What to produce: For every line in the data below that contains "tracing", copy the line.

The input:

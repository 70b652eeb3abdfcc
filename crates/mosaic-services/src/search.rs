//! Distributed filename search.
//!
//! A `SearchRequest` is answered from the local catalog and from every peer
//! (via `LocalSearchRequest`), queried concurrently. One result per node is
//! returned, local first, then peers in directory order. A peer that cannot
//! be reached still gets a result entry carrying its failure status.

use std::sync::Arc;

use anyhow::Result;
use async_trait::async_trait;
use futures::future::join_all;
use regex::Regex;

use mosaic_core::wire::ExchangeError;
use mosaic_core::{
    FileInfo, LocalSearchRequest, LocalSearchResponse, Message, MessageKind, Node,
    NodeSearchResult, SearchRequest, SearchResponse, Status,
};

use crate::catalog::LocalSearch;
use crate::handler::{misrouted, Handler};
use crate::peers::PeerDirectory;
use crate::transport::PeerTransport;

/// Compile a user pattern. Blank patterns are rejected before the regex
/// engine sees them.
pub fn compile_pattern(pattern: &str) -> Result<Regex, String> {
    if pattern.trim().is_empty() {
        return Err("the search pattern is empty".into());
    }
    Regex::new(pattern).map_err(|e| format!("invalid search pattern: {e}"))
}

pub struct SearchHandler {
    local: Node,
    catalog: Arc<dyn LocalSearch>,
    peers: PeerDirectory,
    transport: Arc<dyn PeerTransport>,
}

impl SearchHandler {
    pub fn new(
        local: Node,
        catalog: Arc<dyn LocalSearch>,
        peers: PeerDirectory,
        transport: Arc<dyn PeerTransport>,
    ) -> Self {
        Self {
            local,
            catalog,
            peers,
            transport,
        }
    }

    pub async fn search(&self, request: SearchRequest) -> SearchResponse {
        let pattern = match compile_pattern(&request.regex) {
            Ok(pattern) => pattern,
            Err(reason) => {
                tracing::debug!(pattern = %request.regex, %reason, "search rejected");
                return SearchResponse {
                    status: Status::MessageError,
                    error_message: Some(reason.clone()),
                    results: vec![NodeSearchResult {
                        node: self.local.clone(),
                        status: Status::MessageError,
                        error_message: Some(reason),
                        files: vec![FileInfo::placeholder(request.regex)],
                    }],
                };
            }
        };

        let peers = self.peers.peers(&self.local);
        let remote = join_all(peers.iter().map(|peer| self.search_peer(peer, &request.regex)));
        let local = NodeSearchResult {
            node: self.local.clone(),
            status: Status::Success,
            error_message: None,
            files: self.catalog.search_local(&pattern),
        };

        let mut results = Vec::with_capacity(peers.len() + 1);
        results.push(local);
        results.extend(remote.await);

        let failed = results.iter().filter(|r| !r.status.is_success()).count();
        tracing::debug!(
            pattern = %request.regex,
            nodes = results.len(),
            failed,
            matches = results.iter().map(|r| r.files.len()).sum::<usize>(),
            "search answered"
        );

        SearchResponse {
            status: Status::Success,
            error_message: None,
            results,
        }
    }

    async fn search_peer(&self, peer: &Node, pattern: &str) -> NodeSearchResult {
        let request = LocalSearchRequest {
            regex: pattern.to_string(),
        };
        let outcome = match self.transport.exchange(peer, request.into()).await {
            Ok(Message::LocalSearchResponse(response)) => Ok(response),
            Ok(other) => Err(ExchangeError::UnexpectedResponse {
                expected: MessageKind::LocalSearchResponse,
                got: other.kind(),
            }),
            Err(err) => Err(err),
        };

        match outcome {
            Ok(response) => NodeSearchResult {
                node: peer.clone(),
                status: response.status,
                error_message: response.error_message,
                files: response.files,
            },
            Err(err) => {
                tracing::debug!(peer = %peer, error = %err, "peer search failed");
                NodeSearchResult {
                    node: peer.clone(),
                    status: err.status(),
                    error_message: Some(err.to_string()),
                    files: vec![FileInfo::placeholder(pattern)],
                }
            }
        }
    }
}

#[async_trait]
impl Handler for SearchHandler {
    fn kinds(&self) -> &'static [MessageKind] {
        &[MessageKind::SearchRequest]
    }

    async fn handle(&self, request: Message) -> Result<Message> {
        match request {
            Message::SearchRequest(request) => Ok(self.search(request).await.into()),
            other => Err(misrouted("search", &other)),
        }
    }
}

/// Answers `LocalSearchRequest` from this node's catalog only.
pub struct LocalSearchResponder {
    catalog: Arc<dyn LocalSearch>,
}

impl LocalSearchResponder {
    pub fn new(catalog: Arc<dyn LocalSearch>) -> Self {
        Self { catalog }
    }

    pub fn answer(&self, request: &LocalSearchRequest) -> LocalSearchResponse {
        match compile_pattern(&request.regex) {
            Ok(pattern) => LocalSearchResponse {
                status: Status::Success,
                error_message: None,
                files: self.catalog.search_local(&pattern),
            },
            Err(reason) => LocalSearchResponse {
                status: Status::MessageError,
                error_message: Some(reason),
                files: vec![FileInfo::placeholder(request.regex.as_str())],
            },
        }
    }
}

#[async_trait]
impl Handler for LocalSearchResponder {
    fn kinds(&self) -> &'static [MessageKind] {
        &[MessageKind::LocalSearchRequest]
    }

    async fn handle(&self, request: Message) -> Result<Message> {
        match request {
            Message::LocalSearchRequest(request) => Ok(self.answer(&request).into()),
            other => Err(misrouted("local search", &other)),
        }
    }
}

Task output:
                tracing::debug!(pattern = %request.regex, %reason, "search rejected");
        tracing::debug!(
                tracing::debug!(peer = %peer, error = %err, "peer search failed");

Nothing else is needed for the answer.